PROBLEM TO SOLVE:
On how many lines of these entries does the word "LeafError" occur? State the number alone.

RECORDS PROVIDED:
#####
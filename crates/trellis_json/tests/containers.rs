//! Containers, dictionaries, pretty output, and serialization rules.

use std::collections::{BTreeMap, HashMap};

use trellis_json::{Engine, EngineConfig, Rule};
use trellis_reflect::derive::Reflect;
use trellis_reflect::registry::TypeRegistryArc;

fn engine() -> Engine {
    Engine::new(TypeRegistryArc::default())
}

#[test]
fn empty_containers_decode_to_empty_not_null() {
    let engine = engine();

    let list: Vec<u32> = engine.deserialize("[]").unwrap();
    assert!(list.is_empty());
    assert_eq!(engine.serialize(&list).unwrap(), "[]");

    let map: HashMap<String, u32> = engine.deserialize("{}").unwrap();
    assert!(map.is_empty());
    assert_eq!(engine.serialize(&map).unwrap(), "{}");
}

#[test]
fn nested_containers_round_trip() {
    let engine = engine();
    let nested: Vec<Vec<Option<u32>>> = vec![vec![Some(1), None], vec![], vec![Some(3)]];

    let text = engine.serialize(&nested).unwrap();
    assert_eq!(text, "[[1,null],[],[3]]");
    let back: Vec<Vec<Option<u32>>> = engine.deserialize(&text).unwrap();
    assert_eq!(back, nested);
}

#[test]
fn string_keyed_maps_round_trip() {
    let engine = engine();
    let mut map = HashMap::new();
    map.insert("alpha".to_string(), 1u32);
    map.insert("beta".to_string(), 2u32);

    let text = engine.serialize(&map).unwrap();
    let back: HashMap<String, u32> = engine.deserialize(&text).unwrap();
    assert_eq!(back, map);
}

#[test]
fn integer_keys_go_through_the_key_codec() {
    let engine = engine();
    let mut map = BTreeMap::new();
    map.insert(1u32, "one".to_string());
    map.insert(2u32, "two".to_string());

    let text = engine.serialize(&map).unwrap();
    // BTreeMap iterates in key order, so the text is deterministic.
    assert_eq!(text, r#"{"1":"one","2":"two"}"#);

    let back: BTreeMap<u32, String> = engine.deserialize(&text).unwrap();
    assert_eq!(back, map);
}

#[test]
fn uuid_keys_round_trip() {
    let engine = engine();
    let key: uuid::Uuid = "6d2fa32f-b8f6-4a44-96cc-2f1b52e4f349".parse().unwrap();
    let mut map = HashMap::new();
    map.insert(key, 7u32);

    let text = engine.serialize(&map).unwrap();
    assert_eq!(text, r#"{"6d2fa32f-b8f6-4a44-96cc-2f1b52e4f349":7}"#);
    let back: HashMap<uuid::Uuid, u32> = engine.deserialize(&text).unwrap();
    assert_eq!(back, map);
}

#[test]
fn map_keys_are_not_normalized() {
    let engine = engine();
    let mut map = HashMap::new();
    map.insert("User_Name".to_string(), 1u32);

    let text = engine.serialize(&map).unwrap();
    // Data-bearing keys keep their exact form.
    assert_eq!(text, r#"{"User_Name":1}"#);
    let back: HashMap<String, u32> = engine.deserialize(&text).unwrap();
    assert_eq!(back, map);
}

// -----------------------------------------------------------------------------
// Pretty output

#[derive(Reflect, Debug, PartialEq)]
struct Report {
    title: String,
    figures: Vec<u32>,
}

#[test]
fn pretty_and_compact_are_semantically_identical() {
    let report = Report {
        title: "Q3".into(),
        figures: vec![1, 2, 3],
    };

    let compact = engine().serialize(&report).unwrap();
    let pretty = Engine::with_config(TypeRegistryArc::default(), EngineConfig::new().pretty(true))
        .serialize(&report)
        .unwrap();

    assert_ne!(compact, pretty);
    assert!(pretty.contains('\n'));
    let compact_value: serde_json::Value = serde_json::from_str(&compact).unwrap();
    let pretty_value: serde_json::Value = serde_json::from_str(&pretty).unwrap();
    assert_eq!(compact_value, pretty_value);

    // Both decode to the same graph.
    let engine = engine();
    assert_eq!(engine.deserialize::<Report>(&compact).unwrap(), report);
    assert_eq!(engine.deserialize::<Report>(&pretty).unwrap(), report);
}

// -----------------------------------------------------------------------------
// Rules

#[derive(Reflect, Debug)]
struct Account {
    user: String,
    secret: String,
    balance: u32,
}

#[test]
fn deny_rules_drop_members() {
    let mut engine = engine();
    engine.add_rule::<Account>(Rule::deny(["secret"]));

    let account = Account {
        user: "ada".into(),
        secret: "hunter2".into(),
        balance: 10,
    };
    let text = engine.serialize(&account).unwrap();
    assert_eq!(text, r#"{"user":"ada","balance":10}"#);
}

#[test]
fn allow_rules_keep_only_listed_members() {
    let mut engine = engine();
    engine.add_rule::<Account>(Rule::allow(["user"]));

    let account = Account {
        user: "ada".into(),
        secret: "hunter2".into(),
        balance: 10,
    };
    assert_eq!(engine.serialize(&account).unwrap(), r#"{"user":"ada"}"#);
}

#[test]
fn container_factories_are_pluggable() {
    use trellis_reflect::registry::{TypeTraitFactory, TypeRegistryArc};

    let registry = TypeRegistryArc::default();
    {
        let mut registry = registry.write();
        registry.register::<Vec<u32>>();
        registry
            .get_mut(core::any::TypeId::of::<Vec<u32>>())
            .unwrap()
            .insert_trait(TypeTraitFactory::from_fn(|| Box::new(vec![99u32])));
    }
    let engine = Engine::new(registry);

    // The parser constructs its destination through the registered
    // factory, so the sentinel element survives.
    let list: Vec<u32> = engine.deserialize("[1,2]").unwrap();
    assert_eq!(list, vec![99, 1, 2]);
}
// The 128-bit widths exceed the 64-bit intermediates and parse their text
// directly.
macro_rules! impl_int128_leaf {
    ($ty:ty) => {
        impl_type_path_primitive!($ty);
        impl_reflect_leaf!($ty);
        impl_get_type_meta_leaf!($ty);

        impl Typed for $ty {
            fn type_info() -> &'static TypeInfo {
                static CELL: NonGenericTypeInfoCell = NonGenericTypeInfoCell::new();
                CELL.get_or_init(|| {
                    TypeInfo::Leaf(
                        LeafInfo::new::<$ty>(
                            |input| {
                                let lit = expect_number(input)?;
                                let value: $ty = match lit.kind {
                                    NumberKind::Float => {
                                        let wide = int_literal(&lit, stringify!($ty))?;
                                        <$ty>::try_from(wide).map_err(|_| {
                                            LeafError::OutOfRange {
                                                type_path: stringify!($ty),
                                                literal: lit.text.to_string(),
                                            }
                                        })?
                                    }
                                    _ => lit.text.parse().map_err(|_| LeafError::OutOfRange {
                                        type_path: stringify!($ty),
                                        literal: lit.text.to_string(),
                                    })?,
                                };
                                Ok(Box::new(value))
                            },
                            |value| {
                                let value = expect_self::<$ty>(value)?;
                                Ok(ScalarForm::Number(value.to_string()))
                            },
                        )
                        .with_key_codec(
                            |value| {
                                let value = expect_self::<$ty>(value)?;
                                Ok(KeyForm {
                                    text: value.to_string(),
                                    normalize: false,
                                })
                            },
                            |text| {
                                text.parse::<$ty>()
                                    .map(|value| Box::new(value) as Box<dyn Reflect>)
                                    .map_err(|_| LeafError::Malformed {
                                        type_path: stringify!($ty),
                                        literal: text.to_string(),
                                    })
                            },
                        ),
                    )
                })
            }
        }
    };
}

impl_int128_leaf!(i128);
impl_int128_leaf!(u128);
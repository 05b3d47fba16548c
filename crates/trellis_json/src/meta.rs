//! The metadata & reference-preservation protocol.
//!
//! Wire keys, the per-call write/read sessions, and the deferred-reference
//! machinery: pending candidates travel upward with the slot path from
//! their nearest still-under-construction owner, and convert into heap
//! patches once that owner is wrapped into a [`Shared`] handle.
//!
//! [`Shared`]: trellis_reflect::Shared

use hashbrown::HashMap;

use trellis_reflect::Reflect;
use trellis_reflect::info::{DynamicTyped, TypeInfo};
use trellis_reflect::ops::{ReflectMut, ReflectShared, SlotError};

use crate::error::DeserializeError;

// -----------------------------------------------------------------------------
// Wire keys

/// Type discriminator key.
pub const TYPE_KEY: &str = "$type";
/// Generic-type-argument key; accepted on read for interop, never written
/// (Rust type paths carry their arguments textually).
pub const GENERICS_KEY: &str = "$generics";
/// Object identity key.
pub const ID_KEY: &str = "$id";
/// Object reference key.
pub const REF_KEY: &str = "$ref";
/// Collection body key inside an identity envelope.
pub const VALUES_KEY: &str = "$values";

/// Whether a raw document key is part of the metadata section.
pub fn is_metadata_key(key: &str) -> bool {
    matches!(key, TYPE_KEY | GENERICS_KEY | ID_KEY | REF_KEY | VALUES_KEY)
}

// -----------------------------------------------------------------------------
// WriteSession

/// What the write path does at a shared value.
pub enum RefDecision {
    /// Already written in this call: emit `$ref` only, suppress the body.
    Reference(u64),
    /// Emit the body, stamped with this id when preservation is on.
    Body { id: Option<u64> },
}

/// Per-call write state: the visited table and the recursion counter.
pub struct WriteSession {
    visited: HashMap<usize, u64>,
    next_id: u64,
    pub(crate) depth: usize,
}

impl WriteSession {
    pub fn new() -> Self {
        Self {
            visited: HashMap::new(),
            next_id: 1,
            depth: 0,
        }
    }

    /// Stamps the next id without identity tracking. Used for plain
    /// complex bodies, which nothing can reference.
    pub fn fresh_id(&mut self) -> u64 {
        let id = self.next_id;
        self.next_id += 1;
        id
    }

    /// The write-path decision for a shared value.
    pub fn enter_shared(&mut self, identity: usize, preserve: bool) -> RefDecision {
        if !preserve {
            return RefDecision::Body { id: None };
        }
        if let Some(id) = self.visited.get(&identity) {
            return RefDecision::Reference(*id);
        }
        let id = self.fresh_id();
        self.visited.insert(identity, id);
        RefDecision::Body { id: Some(id) }
    }
}

// -----------------------------------------------------------------------------
// Pending candidates

/// Wraps a resolved reference into the slot's declared shape, e.g.
/// `Shared<T>` into `Option<Shared<T>>`.
pub type WrapFn = fn(Box<dyn Reflect>) -> Result<Box<dyn Reflect>, SlotError>;

/// One step of a slot path, recorded leaf-first.
#[derive(Clone, Debug)]
pub enum PathStep {
    Field(&'static str),
    Index(usize),
}

/// A deferred reference still traveling upward with its slot path.
pub struct PendingCandidate {
    /// Steps from the slot up to the owner currently under construction,
    /// leaf-first.
    pub path: Vec<PathStep>,
    /// Wraps to apply to the resolved handle, innermost first.
    pub wraps: Vec<WrapFn>,
    /// The awaited object id.
    pub awaited: u64,
}

struct HeapPatch {
    /// The shared owner to patch; boxed [`ReflectShared`] handle.
    handle: Box<dyn Reflect>,
    candidate: PendingCandidate,
}

// -----------------------------------------------------------------------------
// ReadSession

/// Per-call read state: the reference table and the patch queue.
pub struct ReadSession {
    refs: HashMap<u64, Box<dyn Reflect>>,
    patches: Vec<HeapPatch>,
}

impl ReadSession {
    pub fn new() -> Self {
        Self {
            refs: HashMap::new(),
            patches: Vec::new(),
        }
    }

    /// A fresh clone of the handle registered under `id`.
    pub fn lookup(&self, id: u64) -> Option<Box<dyn Reflect>> {
        self.refs
            .get(&id)
            .map(|handle| as_shared(handle.as_ref()).clone_handle())
    }

    /// Resolves a candidate's awaited id into an injectable value, wraps
    /// applied, or `None` while the id is still unregistered.
    pub fn resolve(
        &self,
        candidate: &PendingCandidate,
    ) -> Result<Option<Box<dyn Reflect>>, DeserializeError> {
        let Some(value) = self.lookup(candidate.awaited) else {
            return Ok(None);
        };
        apply_wraps(value, &candidate.wraps).map(Some)
    }

    /// Registers `handle` under `id` and applies every patch that was
    /// waiting for it.
    pub fn register(&mut self, id: u64, handle: &dyn ReflectShared) -> Result<(), DeserializeError> {
        if self.refs.contains_key(&id) {
            return Err(DeserializeError::DuplicateId { id });
        }
        self.refs.insert(id, handle.clone_handle());

        let (ready, waiting): (Vec<_>, Vec<_>) = std::mem::take(&mut self.patches)
            .into_iter()
            .partition(|patch| patch.candidate.awaited == id);
        self.patches = waiting;
        for patch in ready {
            let value = self
                .resolve(&patch.candidate)?
                .expect("registered id resolves");
            let target = as_shared(patch.handle.as_ref());
            inject_by_path(&mut *target.borrow_inner_mut(), &patch.candidate.path, value)?;
        }
        Ok(())
    }

    /// Queues a patch against a shared owner for a still-forward id.
    pub fn add_patch(&mut self, handle: Box<dyn Reflect>, candidate: PendingCandidate) {
        self.patches.push(HeapPatch { handle, candidate });
    }

    /// End-of-call check: every queued patch must have resolved.
    pub fn finish(&self) -> Result<(), DeserializeError> {
        match self.patches.first() {
            Some(patch) => Err(DeserializeError::UnresolvedReference {
                id: patch.candidate.awaited,
            }),
            None => Ok(()),
        }
    }
}

fn as_shared(handle: &dyn Reflect) -> &dyn ReflectShared {
    match handle.reflect_ref() {
        trellis_reflect::ops::ReflectRef::Shared(shared) => shared,
        _ => unreachable!("reference table holds shared handles only"),
    }
}

// -----------------------------------------------------------------------------
// Injection

pub fn apply_wraps(
    value: Box<dyn Reflect>,
    wraps: &[WrapFn],
) -> Result<Box<dyn Reflect>, DeserializeError> {
    let mut value = value;
    for wrap in wraps {
        value = wrap(value).map_err(|source| DeserializeError::Inject {
            type_path: "<deferred reference>",
            source,
        })?;
    }
    Ok(value)
}

/// Walks `path` (leaf-first) down from `target` and sets the final field.
///
/// Navigation descends struct fields and list indices, looking through
/// optional and dynamic wrappers. It never crosses a `Shared` boundary;
/// paths are cut at those by construction.
pub fn inject_by_path(
    target: &mut dyn Reflect,
    path: &[PathStep],
    value: Box<dyn Reflect>,
) -> Result<(), DeserializeError> {
    let mut current = target;
    let mut steps = path.iter().rev().peekable();

    while let Some(step) = steps.next() {
        if steps.peek().is_none() {
            let type_path = current.reflect_type_info().type_path();
            let PathStep::Field(name) = step else {
                return Err(inject_error(type_path, "<index>".to_string()));
            };
            let strct = match current.reflect_mut() {
                ReflectMut::Struct(strct) => strct,
                _ => return Err(inject_error(type_path, name.to_string())),
            };
            return strct
                .set_field(name, value)
                .map_err(|source| DeserializeError::Inject { type_path, source });
        }
        current = descend(current, step)?;
    }
    unreachable!("candidate paths have at least one step")
}

fn inject_error(type_path: &'static str, field: String) -> DeserializeError {
    DeserializeError::Inject {
        type_path,
        source: SlotError::UnknownField { field },
    }
}

/// One navigation step, looking through optional and dynamic wrappers.
fn descend<'a>(
    current: &'a mut dyn Reflect,
    step: &PathStep,
) -> Result<&'a mut dyn Reflect, DeserializeError> {
    let type_path = current.reflect_type_info().type_path();
    match current.reflect_mut() {
        ReflectMut::Optional(optional) => match optional.inner_mut() {
            Some(inner) => descend(inner, step),
            None => Err(inject_error(type_path, "<empty optional>".to_string())),
        },
        ReflectMut::Dynamic(inner) => descend(inner, step),
        ReflectMut::Struct(strct) => match step {
            PathStep::Field(name) => strct
                .field_mut(name)
                .ok_or_else(|| inject_error(type_path, name.to_string())),
            PathStep::Index(_) => Err(inject_error(type_path, "<index>".to_string())),
        },
        ReflectMut::List(list) => match step {
            PathStep::Index(index) => list
                .element_mut(*index)
                .ok_or_else(|| inject_error(type_path, format!("<element {index}>"))),
            PathStep::Field(name) => Err(inject_error(type_path, name.to_string())),
        },
        _ => Err(inject_error(type_path, "<unsupported step>".to_string())),
    }
}

// -----------------------------------------------------------------------------
// Discriminators

/// Whether a body of `info` gets a discriminator, given whether the slot
/// declared it dynamically.
pub fn wants_discriminator(
    mode: crate::config::TypeMetadataMode,
    declared_dynamic: bool,
    info: &'static TypeInfo,
) -> bool {
    use crate::config::TypeMetadataMode;
    match mode {
        TypeMetadataMode::Off => false,
        TypeMetadataMode::Auto => declared_dynamic,
        TypeMetadataMode::All => declared_dynamic || info.as_struct().is_some(),
    }
}

// -----------------------------------------------------------------------------
// Tests

#[cfg(test)]
mod tests {
    use super::{RefDecision, WriteSession};

    #[test]
    fn ids_start_at_one_and_deduplicate() {
        let mut session = WriteSession::new();
        match session.enter_shared(0xA, true) {
            RefDecision::Body { id } => assert_eq!(id, Some(1)),
            RefDecision::Reference(_) => panic!("first visit writes a body"),
        }
        match session.enter_shared(0xA, true) {
            RefDecision::Reference(id) => assert_eq!(id, 1),
            RefDecision::Body { .. } => panic!("second visit references"),
        }
        match session.enter_shared(0xB, true) {
            RefDecision::Body { id } => assert_eq!(id, Some(2)),
            RefDecision::Reference(_) => panic!("new identity writes a body"),
        }
    }

    #[test]
    fn preservation_off_never_tracks() {
        let mut session = WriteSession::new();
        assert!(matches!(
            session.enter_shared(0xA, false),
            RefDecision::Body { id: None }
        ));
        assert!(matches!(
            session.enter_shared(0xA, false),
            RefDecision::Body { id: None }
        ));
    }
}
#####
RESULT OF THIS TASK:
3